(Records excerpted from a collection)
══════════════════════════════
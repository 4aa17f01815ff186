use super::point::PointId;

slotmap::new_key_type! {
    /// Unique identifier for a segment in a profile graph.
    pub struct SegmentId;
}

/// Data associated with a segment connecting two points.
///
/// Length and direction are not stored; they are always derived from the
/// current endpoint positions.
#[derive(Debug, Clone, PartialEq)]
pub struct SegmentData {
    /// Start point of the segment.
    pub start: PointId,
    /// End point of the segment.
    pub end: PointId,
    /// Display label (`A`, `B`, ...).
    pub label: Option<String>,
}

impl SegmentData {
    /// Creates an unlabeled segment.
    #[must_use]
    pub fn new(start: PointId, end: PointId) -> Self {
        Self {
            start,
            end,
            label: None,
        }
    }

    /// Returns `true` if either endpoint is `point`.
    #[must_use]
    pub fn touches(&self, point: PointId) -> bool {
        self.start == point || self.end == point
    }

    /// Returns the endpoint opposite to `at`, or `None` if `at` is not an endpoint.
    #[must_use]
    pub fn other_end(&self, at: PointId) -> Option<PointId> {
        if self.start == at {
            Some(self.end)
        } else if self.end == at {
            Some(self.start)
        } else {
            None
        }
    }
}

/// Spreadsheet-style label for the `index`-th segment: `A`..`Z`, `AA`, `AB`, ...
#[must_use]
pub fn segment_label(index: usize) -> String {
    let mut n = index + 1;
    let mut out = Vec::new();
    while n > 0 {
        let rem = (n - 1) % 26;
        #[allow(clippy::cast_possible_truncation)]
        out.push(b'A' + rem as u8);
        n = (n - 1) / 26;
    }
    out.reverse();
    String::from_utf8_lossy(&out).into_owned()
}

#[cfg(test)]
mod tests {
    use super::*;

    #[test]
    fn labels_run_past_z() {
        assert_eq!(segment_label(0), "A");
        assert_eq!(segment_label(2), "C");
        assert_eq!(segment_label(25), "Z");
        assert_eq!(segment_label(26), "AA");
        assert_eq!(segment_label(27), "AB");
        assert_eq!(segment_label(52), "BA");
    }
}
══════════════════════════════
• [WHAT IS BEING ASKED]
Each entry must be reproduced exactly, with nothing added or dropped.

• [SOLUTION TO THE EXERCISE]
repository 4aa17f01815ff186
use super::point::PointId;

slotmap::new_key_type! {
    /// Unique identifier for a segment in a profile graph.
    pub struct SegmentId;
}

/// Data associated with a segment connecting two points.
///
/// Length and direction are not stored; they are always derived from the
/// current endpoint positions.
#[derive(Debug, Clone, PartialEq)]
pub struct SegmentData {
    /// Start point of the segment.
    pub start: PointId,
    /// End point of the segment.
    pub end: PointId,
    /// Display label (`A`, `B`, ...).
    pub label: Option<String>,
}

impl SegmentData {
    /// Creates an unlabeled segment.
    #[must_use]
    pub fn new(start: PointId, end: PointId) -> Self {
        Self {
            start,
            end,
            label: None,
        }
    }

    /// Returns `true` if either endpoint is `point`.
    #[must_use]
    pub fn touches(&self, point: PointId) -> bool {
        self.start == point || self.end == point
    }

    /// Returns the endpoint opposite to `at`, or `None` if `at` is not an endpoint.
    #[must_use]
    pub fn other_end(&self, at: PointId) -> Option<PointId> {
        if self.start == at {
            Some(self.end)
        } else if self.end == at {
            Some(self.start)
        } else {
            None
        }
    }
}

/// Spreadsheet-style label for the `index`-th segment: `A`..`Z`, `AA`, `AB`, ...
#[must_use]
pub fn segment_label(index: usize) -> String {
    let mut n = index + 1;
    let mut out = Vec::new();
    while n > 0 {
        let rem = (n - 1) % 26;
        #[allow(clippy::cast_possible_truncation)]
        out.push(b'A' + rem as u8);
        n = (n - 1) / 26;
    }
    out.reverse();
    String::from_utf8_lossy(&out).into_owned()
}

#[cfg(test)]
mod tests {
    use super::*;

    #[test]
    fn labels_run_past_z() {
        assert_eq!(segment_label(0), "A");
        assert_eq!(segment_label(2), "C");
        assert_eq!(segment_label(25), "Z");
        assert_eq!(segment_label(26), "AA");
        assert_eq!(segment_label(27), "AB");
        assert_eq!(segment_label(52), "BA");
    }
}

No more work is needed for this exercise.